| Aim of the task |
Your output should be the lines of the entries below, exactly, from the first one through the line that holds "sessions are not".

| Data extract |
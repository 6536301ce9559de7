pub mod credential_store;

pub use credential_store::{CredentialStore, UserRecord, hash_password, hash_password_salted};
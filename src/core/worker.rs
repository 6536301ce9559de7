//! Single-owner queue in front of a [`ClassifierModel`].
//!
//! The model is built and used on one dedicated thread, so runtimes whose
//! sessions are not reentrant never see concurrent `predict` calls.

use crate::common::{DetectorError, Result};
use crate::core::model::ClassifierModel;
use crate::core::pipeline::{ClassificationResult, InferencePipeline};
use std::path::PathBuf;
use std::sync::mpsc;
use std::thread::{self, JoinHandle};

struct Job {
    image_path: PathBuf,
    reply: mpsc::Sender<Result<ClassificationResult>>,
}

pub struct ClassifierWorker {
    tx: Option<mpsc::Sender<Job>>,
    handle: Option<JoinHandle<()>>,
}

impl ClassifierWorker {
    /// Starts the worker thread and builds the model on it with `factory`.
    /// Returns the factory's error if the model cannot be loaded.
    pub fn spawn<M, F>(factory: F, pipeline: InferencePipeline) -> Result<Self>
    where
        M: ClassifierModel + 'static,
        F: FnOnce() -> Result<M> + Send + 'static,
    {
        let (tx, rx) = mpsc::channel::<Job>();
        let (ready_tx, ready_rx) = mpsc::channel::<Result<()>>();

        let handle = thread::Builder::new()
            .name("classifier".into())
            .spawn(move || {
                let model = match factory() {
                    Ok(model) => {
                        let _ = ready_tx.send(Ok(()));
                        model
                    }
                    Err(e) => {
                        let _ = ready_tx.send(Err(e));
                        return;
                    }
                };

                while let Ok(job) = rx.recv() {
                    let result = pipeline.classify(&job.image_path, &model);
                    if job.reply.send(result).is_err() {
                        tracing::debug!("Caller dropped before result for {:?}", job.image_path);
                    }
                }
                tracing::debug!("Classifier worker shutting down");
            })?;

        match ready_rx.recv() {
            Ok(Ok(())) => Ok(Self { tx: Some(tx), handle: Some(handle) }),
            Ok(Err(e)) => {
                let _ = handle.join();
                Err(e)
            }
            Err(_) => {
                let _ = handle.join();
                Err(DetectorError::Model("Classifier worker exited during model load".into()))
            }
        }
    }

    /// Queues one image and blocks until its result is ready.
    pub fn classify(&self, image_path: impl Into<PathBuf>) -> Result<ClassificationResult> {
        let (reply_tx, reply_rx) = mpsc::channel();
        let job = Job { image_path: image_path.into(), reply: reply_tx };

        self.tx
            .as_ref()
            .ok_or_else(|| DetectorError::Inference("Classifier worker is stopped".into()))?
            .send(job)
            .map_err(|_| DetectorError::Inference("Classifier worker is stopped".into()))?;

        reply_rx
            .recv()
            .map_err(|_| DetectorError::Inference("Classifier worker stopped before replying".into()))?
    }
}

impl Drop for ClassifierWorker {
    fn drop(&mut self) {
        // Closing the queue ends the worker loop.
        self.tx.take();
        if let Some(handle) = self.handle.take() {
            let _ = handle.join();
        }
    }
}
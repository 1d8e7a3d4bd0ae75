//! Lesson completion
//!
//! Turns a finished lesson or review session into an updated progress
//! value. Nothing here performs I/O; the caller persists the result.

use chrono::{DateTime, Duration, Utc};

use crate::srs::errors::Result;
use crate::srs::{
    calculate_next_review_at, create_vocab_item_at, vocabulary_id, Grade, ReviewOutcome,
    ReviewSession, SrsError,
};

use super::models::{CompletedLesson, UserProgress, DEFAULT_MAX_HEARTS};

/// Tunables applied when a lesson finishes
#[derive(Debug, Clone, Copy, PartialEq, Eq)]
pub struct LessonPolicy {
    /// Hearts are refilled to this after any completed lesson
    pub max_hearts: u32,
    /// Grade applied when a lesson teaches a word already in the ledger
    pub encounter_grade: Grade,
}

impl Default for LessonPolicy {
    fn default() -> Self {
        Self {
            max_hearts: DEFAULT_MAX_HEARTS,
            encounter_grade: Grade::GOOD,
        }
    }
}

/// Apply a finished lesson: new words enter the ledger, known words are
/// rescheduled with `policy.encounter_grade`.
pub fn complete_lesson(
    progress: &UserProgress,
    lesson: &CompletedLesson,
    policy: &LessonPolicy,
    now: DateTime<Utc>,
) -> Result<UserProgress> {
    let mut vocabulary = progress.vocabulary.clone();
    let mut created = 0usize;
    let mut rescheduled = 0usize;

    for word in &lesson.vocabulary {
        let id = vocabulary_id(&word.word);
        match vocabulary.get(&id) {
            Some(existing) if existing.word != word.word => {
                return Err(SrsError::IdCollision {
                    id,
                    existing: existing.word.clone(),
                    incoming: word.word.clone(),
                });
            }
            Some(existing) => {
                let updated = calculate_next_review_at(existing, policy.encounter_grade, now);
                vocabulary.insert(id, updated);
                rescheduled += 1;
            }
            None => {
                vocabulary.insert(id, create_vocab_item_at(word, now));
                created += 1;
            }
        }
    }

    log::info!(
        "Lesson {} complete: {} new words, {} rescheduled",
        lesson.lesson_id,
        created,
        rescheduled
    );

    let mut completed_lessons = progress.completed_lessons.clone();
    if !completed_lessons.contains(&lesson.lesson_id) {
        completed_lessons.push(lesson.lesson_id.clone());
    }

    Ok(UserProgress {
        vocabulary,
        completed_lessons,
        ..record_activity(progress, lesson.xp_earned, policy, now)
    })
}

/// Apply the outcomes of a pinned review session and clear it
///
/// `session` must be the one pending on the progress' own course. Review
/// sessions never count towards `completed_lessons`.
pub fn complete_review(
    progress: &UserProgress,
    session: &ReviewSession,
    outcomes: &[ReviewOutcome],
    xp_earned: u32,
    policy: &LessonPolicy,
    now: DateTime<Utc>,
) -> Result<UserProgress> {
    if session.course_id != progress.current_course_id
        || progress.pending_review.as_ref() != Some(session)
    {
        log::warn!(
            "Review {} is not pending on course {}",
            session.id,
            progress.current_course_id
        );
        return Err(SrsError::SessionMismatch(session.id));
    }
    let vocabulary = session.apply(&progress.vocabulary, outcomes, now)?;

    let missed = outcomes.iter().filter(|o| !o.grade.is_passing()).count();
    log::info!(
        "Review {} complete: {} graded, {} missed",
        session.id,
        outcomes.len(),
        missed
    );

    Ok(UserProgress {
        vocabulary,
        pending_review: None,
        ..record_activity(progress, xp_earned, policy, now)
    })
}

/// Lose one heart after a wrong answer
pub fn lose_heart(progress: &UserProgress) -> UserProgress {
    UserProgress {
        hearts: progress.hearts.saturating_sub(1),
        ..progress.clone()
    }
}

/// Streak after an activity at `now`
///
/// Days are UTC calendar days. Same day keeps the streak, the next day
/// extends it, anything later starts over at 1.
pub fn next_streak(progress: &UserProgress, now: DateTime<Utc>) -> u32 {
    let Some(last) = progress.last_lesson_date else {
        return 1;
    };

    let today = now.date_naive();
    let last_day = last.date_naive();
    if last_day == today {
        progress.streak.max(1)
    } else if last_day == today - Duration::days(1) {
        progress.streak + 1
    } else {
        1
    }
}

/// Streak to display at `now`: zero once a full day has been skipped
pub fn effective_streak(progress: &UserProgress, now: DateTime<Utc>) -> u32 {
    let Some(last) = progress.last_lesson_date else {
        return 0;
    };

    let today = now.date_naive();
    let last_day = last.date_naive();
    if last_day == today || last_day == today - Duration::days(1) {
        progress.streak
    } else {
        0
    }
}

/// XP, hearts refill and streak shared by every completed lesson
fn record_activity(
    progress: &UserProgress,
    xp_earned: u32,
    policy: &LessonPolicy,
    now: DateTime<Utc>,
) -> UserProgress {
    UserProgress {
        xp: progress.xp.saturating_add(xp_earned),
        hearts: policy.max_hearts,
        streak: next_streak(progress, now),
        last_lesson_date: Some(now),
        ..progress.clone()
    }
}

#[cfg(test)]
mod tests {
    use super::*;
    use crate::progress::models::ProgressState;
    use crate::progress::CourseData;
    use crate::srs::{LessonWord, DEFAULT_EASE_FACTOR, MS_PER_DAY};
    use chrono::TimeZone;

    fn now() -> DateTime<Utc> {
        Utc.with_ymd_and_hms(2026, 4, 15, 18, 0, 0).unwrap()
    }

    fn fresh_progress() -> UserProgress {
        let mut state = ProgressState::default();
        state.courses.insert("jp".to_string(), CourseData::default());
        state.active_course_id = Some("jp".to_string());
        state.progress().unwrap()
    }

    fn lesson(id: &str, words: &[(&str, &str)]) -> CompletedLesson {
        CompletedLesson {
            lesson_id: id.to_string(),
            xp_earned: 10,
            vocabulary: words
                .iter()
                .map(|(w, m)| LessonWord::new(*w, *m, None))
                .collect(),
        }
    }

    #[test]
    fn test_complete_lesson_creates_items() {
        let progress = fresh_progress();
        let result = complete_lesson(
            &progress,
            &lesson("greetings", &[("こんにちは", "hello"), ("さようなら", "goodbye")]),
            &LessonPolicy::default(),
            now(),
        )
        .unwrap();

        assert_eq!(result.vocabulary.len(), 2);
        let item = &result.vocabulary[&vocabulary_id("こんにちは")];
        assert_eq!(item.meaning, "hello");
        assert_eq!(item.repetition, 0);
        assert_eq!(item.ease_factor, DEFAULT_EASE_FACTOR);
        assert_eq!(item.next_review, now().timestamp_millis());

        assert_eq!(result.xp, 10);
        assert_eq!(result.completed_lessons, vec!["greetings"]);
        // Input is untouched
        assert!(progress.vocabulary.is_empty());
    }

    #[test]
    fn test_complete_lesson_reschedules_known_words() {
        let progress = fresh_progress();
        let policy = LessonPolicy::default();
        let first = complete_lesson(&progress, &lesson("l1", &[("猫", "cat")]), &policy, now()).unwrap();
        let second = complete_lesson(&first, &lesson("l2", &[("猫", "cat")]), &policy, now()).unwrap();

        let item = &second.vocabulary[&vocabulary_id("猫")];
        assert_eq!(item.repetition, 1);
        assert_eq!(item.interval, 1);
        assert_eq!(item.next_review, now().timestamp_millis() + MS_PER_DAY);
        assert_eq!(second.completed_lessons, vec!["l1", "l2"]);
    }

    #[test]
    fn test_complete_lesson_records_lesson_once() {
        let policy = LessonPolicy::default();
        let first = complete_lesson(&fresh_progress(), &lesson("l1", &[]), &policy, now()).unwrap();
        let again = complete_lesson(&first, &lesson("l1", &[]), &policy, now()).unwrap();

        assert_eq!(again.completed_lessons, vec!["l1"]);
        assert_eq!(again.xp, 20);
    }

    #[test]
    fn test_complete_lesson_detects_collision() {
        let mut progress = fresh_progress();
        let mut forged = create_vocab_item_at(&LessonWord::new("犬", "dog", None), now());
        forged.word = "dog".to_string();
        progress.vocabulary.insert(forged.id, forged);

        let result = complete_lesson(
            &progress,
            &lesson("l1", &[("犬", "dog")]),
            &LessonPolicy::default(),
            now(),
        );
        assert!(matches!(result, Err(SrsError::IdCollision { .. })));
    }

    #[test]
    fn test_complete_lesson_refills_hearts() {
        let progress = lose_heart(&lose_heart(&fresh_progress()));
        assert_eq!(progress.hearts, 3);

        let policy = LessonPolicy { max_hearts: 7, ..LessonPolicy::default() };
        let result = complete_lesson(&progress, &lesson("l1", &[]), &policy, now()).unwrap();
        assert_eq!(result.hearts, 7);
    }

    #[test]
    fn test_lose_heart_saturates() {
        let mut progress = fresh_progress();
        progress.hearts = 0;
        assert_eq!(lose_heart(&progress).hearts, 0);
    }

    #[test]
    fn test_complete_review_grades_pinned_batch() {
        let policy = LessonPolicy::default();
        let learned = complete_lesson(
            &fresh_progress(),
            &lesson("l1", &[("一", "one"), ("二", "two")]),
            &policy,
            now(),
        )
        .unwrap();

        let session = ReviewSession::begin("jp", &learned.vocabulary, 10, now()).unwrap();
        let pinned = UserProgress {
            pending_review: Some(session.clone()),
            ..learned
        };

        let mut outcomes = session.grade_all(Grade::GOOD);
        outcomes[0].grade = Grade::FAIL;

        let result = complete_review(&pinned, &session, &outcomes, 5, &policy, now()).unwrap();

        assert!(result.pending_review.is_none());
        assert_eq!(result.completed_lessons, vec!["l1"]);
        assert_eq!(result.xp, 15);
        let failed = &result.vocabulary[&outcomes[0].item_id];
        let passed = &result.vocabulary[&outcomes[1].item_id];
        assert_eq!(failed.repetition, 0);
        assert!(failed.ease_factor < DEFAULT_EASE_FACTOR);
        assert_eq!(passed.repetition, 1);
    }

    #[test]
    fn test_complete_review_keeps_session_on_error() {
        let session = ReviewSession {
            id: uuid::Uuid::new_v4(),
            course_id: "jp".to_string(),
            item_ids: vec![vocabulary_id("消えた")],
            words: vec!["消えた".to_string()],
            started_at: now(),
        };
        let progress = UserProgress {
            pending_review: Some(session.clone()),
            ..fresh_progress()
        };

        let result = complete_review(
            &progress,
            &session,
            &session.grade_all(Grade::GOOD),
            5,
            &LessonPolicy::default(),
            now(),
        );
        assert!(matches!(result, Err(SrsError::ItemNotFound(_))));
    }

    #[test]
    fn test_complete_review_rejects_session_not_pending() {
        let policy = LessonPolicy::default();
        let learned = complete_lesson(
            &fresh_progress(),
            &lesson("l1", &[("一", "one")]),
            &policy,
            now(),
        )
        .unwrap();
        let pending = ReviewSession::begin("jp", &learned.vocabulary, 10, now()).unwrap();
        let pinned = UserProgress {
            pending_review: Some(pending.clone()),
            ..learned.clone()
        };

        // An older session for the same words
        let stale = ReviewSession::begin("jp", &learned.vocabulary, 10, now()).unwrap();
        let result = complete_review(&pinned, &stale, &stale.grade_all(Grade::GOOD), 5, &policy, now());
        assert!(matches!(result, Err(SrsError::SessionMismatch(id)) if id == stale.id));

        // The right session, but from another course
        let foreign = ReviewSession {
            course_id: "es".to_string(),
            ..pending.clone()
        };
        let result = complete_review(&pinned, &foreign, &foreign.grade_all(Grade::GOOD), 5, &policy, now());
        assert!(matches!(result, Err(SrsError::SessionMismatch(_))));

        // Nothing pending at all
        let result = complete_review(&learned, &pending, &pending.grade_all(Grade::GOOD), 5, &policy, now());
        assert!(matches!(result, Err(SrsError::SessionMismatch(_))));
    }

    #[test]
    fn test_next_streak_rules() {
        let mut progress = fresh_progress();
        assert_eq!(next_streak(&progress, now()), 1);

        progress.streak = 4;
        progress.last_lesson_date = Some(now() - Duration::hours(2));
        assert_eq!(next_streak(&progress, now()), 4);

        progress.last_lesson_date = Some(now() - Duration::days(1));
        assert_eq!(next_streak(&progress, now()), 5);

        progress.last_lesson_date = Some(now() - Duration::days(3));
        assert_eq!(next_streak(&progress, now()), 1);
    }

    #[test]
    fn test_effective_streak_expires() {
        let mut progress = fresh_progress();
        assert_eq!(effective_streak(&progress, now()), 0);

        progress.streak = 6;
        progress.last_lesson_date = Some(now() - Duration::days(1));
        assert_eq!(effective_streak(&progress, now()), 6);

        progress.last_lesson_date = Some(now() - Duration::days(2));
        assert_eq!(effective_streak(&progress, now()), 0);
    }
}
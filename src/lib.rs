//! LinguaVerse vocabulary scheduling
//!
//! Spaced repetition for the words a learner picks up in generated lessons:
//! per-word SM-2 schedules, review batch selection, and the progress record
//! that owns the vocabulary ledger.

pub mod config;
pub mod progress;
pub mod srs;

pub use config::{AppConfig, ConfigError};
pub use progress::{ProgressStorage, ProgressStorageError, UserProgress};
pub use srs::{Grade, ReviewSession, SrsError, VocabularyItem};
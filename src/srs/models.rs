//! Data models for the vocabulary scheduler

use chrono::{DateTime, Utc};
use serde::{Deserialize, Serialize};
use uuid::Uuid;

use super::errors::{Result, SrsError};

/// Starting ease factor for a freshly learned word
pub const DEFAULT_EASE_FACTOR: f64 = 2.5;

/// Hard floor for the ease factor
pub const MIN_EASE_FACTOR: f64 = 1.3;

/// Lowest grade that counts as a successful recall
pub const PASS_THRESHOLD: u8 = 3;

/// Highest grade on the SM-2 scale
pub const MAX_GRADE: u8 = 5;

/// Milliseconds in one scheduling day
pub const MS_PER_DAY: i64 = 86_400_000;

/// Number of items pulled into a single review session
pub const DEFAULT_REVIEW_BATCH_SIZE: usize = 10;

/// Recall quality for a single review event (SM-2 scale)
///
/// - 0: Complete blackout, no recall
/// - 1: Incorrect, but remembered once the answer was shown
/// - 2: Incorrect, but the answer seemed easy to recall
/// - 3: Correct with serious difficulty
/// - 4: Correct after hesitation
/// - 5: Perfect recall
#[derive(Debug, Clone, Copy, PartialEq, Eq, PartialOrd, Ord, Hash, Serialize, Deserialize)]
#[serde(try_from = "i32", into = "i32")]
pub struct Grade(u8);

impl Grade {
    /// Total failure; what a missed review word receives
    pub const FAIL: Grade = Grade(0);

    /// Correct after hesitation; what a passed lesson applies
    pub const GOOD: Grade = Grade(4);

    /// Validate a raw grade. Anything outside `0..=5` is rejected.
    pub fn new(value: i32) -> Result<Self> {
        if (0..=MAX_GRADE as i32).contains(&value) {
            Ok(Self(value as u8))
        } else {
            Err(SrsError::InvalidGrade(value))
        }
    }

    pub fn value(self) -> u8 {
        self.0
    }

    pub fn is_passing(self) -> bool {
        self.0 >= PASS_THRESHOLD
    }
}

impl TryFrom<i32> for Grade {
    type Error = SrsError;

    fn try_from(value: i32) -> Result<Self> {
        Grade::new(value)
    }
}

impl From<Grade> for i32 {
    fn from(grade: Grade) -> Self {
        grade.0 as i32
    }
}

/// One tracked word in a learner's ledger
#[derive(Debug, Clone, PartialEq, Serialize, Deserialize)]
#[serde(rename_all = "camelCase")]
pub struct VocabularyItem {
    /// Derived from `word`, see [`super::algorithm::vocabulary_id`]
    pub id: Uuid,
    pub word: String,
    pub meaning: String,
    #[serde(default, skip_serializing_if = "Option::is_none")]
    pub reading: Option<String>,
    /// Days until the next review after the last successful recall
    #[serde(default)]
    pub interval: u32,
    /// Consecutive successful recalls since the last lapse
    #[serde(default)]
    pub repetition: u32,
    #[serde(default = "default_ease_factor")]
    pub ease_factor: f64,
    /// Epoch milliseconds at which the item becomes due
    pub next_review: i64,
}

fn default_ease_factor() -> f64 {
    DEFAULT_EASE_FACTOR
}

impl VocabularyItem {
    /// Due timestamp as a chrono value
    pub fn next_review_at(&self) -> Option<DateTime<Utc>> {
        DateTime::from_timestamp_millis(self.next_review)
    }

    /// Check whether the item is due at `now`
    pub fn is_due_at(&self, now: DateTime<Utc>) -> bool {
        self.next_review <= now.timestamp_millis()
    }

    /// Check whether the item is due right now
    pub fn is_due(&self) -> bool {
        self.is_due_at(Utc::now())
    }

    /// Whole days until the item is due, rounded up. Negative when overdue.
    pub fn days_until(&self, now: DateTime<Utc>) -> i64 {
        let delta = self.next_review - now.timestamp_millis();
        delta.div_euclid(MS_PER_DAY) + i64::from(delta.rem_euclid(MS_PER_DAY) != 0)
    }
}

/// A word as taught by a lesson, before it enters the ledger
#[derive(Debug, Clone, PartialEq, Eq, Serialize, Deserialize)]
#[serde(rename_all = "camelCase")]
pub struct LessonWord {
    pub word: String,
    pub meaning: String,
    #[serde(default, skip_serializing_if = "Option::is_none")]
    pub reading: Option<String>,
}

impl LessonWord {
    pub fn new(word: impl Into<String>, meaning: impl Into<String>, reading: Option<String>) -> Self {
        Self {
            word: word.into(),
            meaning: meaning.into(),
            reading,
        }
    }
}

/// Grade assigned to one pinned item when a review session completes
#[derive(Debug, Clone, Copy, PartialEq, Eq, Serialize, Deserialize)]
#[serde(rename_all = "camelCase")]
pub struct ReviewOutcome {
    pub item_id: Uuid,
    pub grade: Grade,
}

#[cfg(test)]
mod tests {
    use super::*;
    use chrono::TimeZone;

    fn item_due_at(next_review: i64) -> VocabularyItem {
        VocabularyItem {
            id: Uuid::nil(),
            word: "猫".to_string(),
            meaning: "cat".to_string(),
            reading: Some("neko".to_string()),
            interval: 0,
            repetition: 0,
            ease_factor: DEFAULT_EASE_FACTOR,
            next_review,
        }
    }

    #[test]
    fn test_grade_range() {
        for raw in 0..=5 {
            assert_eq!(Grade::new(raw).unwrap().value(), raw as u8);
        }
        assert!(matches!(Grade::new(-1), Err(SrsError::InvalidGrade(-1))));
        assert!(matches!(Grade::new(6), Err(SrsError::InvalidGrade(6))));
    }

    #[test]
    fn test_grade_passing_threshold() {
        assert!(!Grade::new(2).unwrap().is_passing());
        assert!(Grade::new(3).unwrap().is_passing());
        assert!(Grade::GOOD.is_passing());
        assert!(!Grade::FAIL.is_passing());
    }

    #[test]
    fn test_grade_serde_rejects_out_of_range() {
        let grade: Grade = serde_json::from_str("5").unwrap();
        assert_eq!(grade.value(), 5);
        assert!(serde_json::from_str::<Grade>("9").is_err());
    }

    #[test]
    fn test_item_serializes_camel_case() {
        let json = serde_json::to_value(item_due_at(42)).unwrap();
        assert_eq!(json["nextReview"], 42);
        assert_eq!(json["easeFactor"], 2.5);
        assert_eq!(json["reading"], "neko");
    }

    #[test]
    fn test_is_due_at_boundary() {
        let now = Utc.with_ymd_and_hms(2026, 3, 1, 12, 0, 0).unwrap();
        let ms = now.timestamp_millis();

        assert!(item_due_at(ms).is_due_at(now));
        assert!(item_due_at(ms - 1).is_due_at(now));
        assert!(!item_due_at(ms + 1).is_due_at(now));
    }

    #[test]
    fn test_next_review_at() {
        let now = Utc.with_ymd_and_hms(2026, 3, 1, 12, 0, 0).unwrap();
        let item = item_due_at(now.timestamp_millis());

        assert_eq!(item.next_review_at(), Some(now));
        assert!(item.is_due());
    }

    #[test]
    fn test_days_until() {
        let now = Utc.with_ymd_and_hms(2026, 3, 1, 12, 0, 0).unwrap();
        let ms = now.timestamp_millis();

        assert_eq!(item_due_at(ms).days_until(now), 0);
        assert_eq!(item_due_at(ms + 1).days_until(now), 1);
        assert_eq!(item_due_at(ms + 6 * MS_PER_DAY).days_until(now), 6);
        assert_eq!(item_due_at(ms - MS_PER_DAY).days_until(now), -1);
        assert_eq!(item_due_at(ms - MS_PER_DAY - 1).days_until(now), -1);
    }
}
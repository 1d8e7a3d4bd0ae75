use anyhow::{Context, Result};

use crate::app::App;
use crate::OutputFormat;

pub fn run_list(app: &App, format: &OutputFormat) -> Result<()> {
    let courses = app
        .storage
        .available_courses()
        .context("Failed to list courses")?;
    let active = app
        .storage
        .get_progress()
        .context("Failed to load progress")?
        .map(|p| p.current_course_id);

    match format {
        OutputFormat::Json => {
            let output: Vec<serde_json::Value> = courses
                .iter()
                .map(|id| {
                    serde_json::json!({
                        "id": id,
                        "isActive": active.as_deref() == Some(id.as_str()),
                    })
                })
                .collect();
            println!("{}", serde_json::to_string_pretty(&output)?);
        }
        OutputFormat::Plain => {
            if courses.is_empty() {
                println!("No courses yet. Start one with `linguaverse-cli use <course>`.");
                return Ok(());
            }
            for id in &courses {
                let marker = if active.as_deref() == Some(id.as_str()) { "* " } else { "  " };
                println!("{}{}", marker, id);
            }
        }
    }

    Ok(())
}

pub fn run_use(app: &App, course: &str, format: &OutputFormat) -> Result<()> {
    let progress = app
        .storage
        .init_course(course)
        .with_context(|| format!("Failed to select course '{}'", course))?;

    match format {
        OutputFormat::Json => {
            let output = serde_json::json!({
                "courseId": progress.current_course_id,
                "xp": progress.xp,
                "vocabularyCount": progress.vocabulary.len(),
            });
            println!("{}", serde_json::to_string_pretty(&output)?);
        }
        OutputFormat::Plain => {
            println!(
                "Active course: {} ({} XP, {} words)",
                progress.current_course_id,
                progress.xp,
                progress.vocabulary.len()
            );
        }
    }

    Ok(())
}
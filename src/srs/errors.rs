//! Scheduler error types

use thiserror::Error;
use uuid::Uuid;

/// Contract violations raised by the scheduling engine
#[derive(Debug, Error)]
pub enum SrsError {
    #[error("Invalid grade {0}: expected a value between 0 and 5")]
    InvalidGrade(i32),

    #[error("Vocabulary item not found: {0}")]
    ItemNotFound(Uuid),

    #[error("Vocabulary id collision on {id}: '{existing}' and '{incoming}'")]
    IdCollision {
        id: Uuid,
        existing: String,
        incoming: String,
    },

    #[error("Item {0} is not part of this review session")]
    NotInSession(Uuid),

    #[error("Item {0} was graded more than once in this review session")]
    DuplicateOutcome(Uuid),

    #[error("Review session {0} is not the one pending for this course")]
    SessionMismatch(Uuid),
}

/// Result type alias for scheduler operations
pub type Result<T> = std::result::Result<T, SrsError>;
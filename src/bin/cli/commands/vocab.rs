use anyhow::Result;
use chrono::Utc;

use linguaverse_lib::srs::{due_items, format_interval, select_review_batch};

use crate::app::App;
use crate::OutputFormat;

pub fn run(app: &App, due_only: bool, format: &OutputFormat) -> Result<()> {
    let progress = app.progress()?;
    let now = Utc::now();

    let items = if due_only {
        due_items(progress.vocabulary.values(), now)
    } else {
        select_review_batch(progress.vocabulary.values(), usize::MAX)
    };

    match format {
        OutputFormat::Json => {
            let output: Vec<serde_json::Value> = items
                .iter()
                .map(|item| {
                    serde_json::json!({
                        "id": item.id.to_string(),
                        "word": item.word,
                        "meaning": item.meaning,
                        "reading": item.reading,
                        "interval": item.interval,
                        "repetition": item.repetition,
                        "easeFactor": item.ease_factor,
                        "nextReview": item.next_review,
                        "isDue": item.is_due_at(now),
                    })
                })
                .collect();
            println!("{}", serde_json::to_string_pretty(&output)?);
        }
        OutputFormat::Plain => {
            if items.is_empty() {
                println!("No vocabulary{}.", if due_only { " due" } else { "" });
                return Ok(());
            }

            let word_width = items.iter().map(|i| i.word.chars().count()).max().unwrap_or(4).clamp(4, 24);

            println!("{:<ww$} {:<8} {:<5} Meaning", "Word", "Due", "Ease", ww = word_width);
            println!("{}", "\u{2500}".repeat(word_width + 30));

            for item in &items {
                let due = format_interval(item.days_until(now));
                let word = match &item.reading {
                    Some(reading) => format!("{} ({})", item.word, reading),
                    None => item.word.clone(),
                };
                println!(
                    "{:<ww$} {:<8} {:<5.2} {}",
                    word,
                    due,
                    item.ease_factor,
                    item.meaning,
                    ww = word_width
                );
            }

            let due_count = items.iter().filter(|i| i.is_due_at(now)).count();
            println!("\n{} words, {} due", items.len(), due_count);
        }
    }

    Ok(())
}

| Result of this exercise |
repository 6536301ce9559de7
pub mod credential_store;

pub use credential_store::{CredentialStore, UserRecord, hash_password, hash_password_salted};
filename src/core/worker.rs
repository 6536301ce9559de7
//! Single-owner queue in front of a [`ClassifierModel`].
//!
//! The model is built and used on one dedicated thread, so runtimes whose
//! sessions are not reentrant never see concurrent `predict` calls.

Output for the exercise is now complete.